Ellen Johnson Sirleaf e i diritti delle donne in Liberia

Ellen Johnson Sirleaf, president of Liberia, addresses the 2008 United Methodist General Conference on April 29 in Fort Worth, Texas. Sirleaf is a United Methodist and the first female head of state in Africa. A UMNS photo by Mike DuBose. Photo #GC0380. April 29, 2008.

Chi è: Ellen Johnson Sirleaf, politica, economista ed imprenditrice liberiana, nata a Monrovia il 29 Ottobre 1938.

Cosa ha fatto: è l’attuale presidente della Liberia. E’ stata eletta nel 2005 battendo alle presidenziali  la stella del calcio George Weah.  E’ stata spesso definita “signora di ferro” e “presidente inflessibile” per il suo atteggiamento scrupoloso e attento. Studiò economia negli Stati Uniti durante gli anni Sessanta, e nel 1971 conseguì un master in amministrazione pubblica ad Harvard. Dopo, tornò in Liberia, e divenne Assistant Minister delle Finanze con William Tolbert, che fu rovesciato e assassinato nel 1980 dal regime del sergente dell’esercito Samuel Doe. Ellen Johnson Sirleaf andò così in esilio in Kenya. Tornò in Liberia nel 1985 per candidarsi al Senato, e denunciò pubblicamente il regime militare di Doe: questo le provocò la condanna a dieci anni di prigione, ma riuscì ad essere rilasciata dopo poco tempo e a trasferirsi nuovamente negli Stati Uniti. Si candidò alle presidenziali del 1997 contro Charles Taylor, che inizialmente aveva supportato nella sanguinosa ribellione contro Samuel Doe, ma non vinse. Preparò la campagna elettorale che le consentì di diventare la prima donna nera del mondo e la prima donna nella storia del continente africano a essere eletta capo di stato. Nel 2011 ha vinto il Premio Nobel per la Pace insieme con Leymah Gbowee, avvocata e pacifista liberiana, e Tawakul Karman, politica yemenita.

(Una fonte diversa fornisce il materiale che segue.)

//! チャットの書き込みとささやきの制御。表示側のフィルタは view.rs にある

use crate::engine::Actor;
use crate::models::chat::{ChatMessage, InfoCard};
use crate::models::game::GameState;

/// ささやきは allow_whispers が立っているか送信者が説書人の場合のみ通す。
/// 拒否されたささやきは黙って捨てる
pub fn send_message(
    state: &mut GameState,
    actor: &Actor,
    content: String,
    recipient_id: Option<String>,
    card: Option<InfoCard>,
) {
    if content.trim().is_empty() {
        return;
    }
    if recipient_id.is_some() && !state.allow_whispers && !actor.is_storyteller {
        return;
    }
    // カード付きメッセージは説書人専用
    let card = if actor.is_storyteller { card } else { None };

    let mut message = ChatMessage::new(
        actor.user_id.clone(),
        actor.user_name.clone(),
        content,
        recipient_id,
    );
    message.card = card;
    state.messages.push(message);
}

pub fn toggle_whispers(state: &mut GameState) {
    state.allow_whispers = !state.allow_whispers;
    let setting = if state.allow_whispers { "enabled" } else { "disabled" };
    state.push_system_message(format!("Whispers {setting}"));
}

/// 閲覧者に見せてよいメッセージだけを返す
pub fn visible_messages<'a>(
    state: &'a GameState,
    viewer_id: &str,
    is_storyteller: bool,
) -> Vec<&'a ChatMessage> {
    state
        .messages
        .iter()
        .filter(|m| m.visible_to(viewer_id, is_storyteller))
        .collect()
}
//! 閲覧者ごとの状態フィルタ。説書人は全情報、プレイヤーは自分の見かけの
//! 役職と公開情報だけを受け取る

use crate::engine::{chat, Actor};
use crate::models::game::GameState;
use crate::models::seat::PUBLIC_REMINDER_SOURCE;

/// 配信・取得用に状態を複製してから秘匿情報を削る
pub fn filter_state_for_viewer(state: &GameState, viewer: &Actor) -> GameState {
    let mut filtered = state.clone();
    if viewer.is_storyteller {
        return filtered;
    }

    let own_seat_id = state.seat_of_user(&viewer.user_id).map(|s| s.id);

    for seat in &mut filtered.seats {
        // real_role_id は本人にも決して見せない。偽装役職の根幹
        seat.real_role_id = None;
        seat.statuses.clear();
        // 役職由来のリマインダーは秘匿。説書人が置いた公開の印だけ残す
        seat.reminders.retain(|r| r.source_role == PUBLIC_REMINDER_SOURCE);
        if Some(seat.id) != own_seat_id {
            seat.seen_role_id = None;
            seat.has_used_ability = false;
        }
    }

    filtered.messages = chat::visible_messages(state, &viewer.user_id, false)
        .into_iter()
        .cloned()
        .collect();

    // 自分の申請だけを残し、偽装フラグは落とす
    filtered.night_action_requests.retain(|r| Some(r.seat_id) == own_seat_id);
    for request in &mut filtered.night_action_requests {
        request.is_misdirected = false;
    }

    filtered.storyteller_notes.clear();
    filtered.pending_chain_events.clear();
    filtered
        .swap_requests
        .retain(|r| r.from_user_id == viewer.user_id || r.to_user_id == viewer.user_id);
    filtered
}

Perché è “pasionaria”: fin dall’anno della sua elezione, la sua attività si concentrò da subito – oltre che sulla ricostruzione economica del Paese devastato da anni di guerra civile -sui diritti delle donne, che erano stati al centro della sua agenda politica fin da giovanissima. La motivazione con cui le tre donne hanno vinto il Nobel è stata il loro impegno per lo sviluppo della democrazia,  “la loro lotta non violenta in favore della sicurezza delle donne e del loro diritto a partecipare al processo di pace”. Al momento dell’annuncio della vincita del premio, la commissione ha anche aggiunto che Ellen Johnson Sirleaf è  “la prima donna eletta democraticamente in Liberia, ha promosso lo sviluppo economico e mobilitato le donne organizzate nelle minoranze etniche per portare fine della guerra nel Paese, e ha lavorato per migliorare l’influenza delle donne in Liberia e prima e durante la primavera araba”. E’ una forte sostenitrice dell’accesso all’educazione per le ragazze: nel messaggio al Parlamento liberiano, lo scorso gennaio, ha detto che il governo difenderà una politica che fornirà un’istruzione gratuita a tutte le giovani liberiane fino agli studi superiori, perché trattenere le ragazze a scuola oltre le scuole medie è difficile. Auspica di vedere nei prossimi dieci anni  il 50% delle donne alla presidenza dei Paesi nel mondo.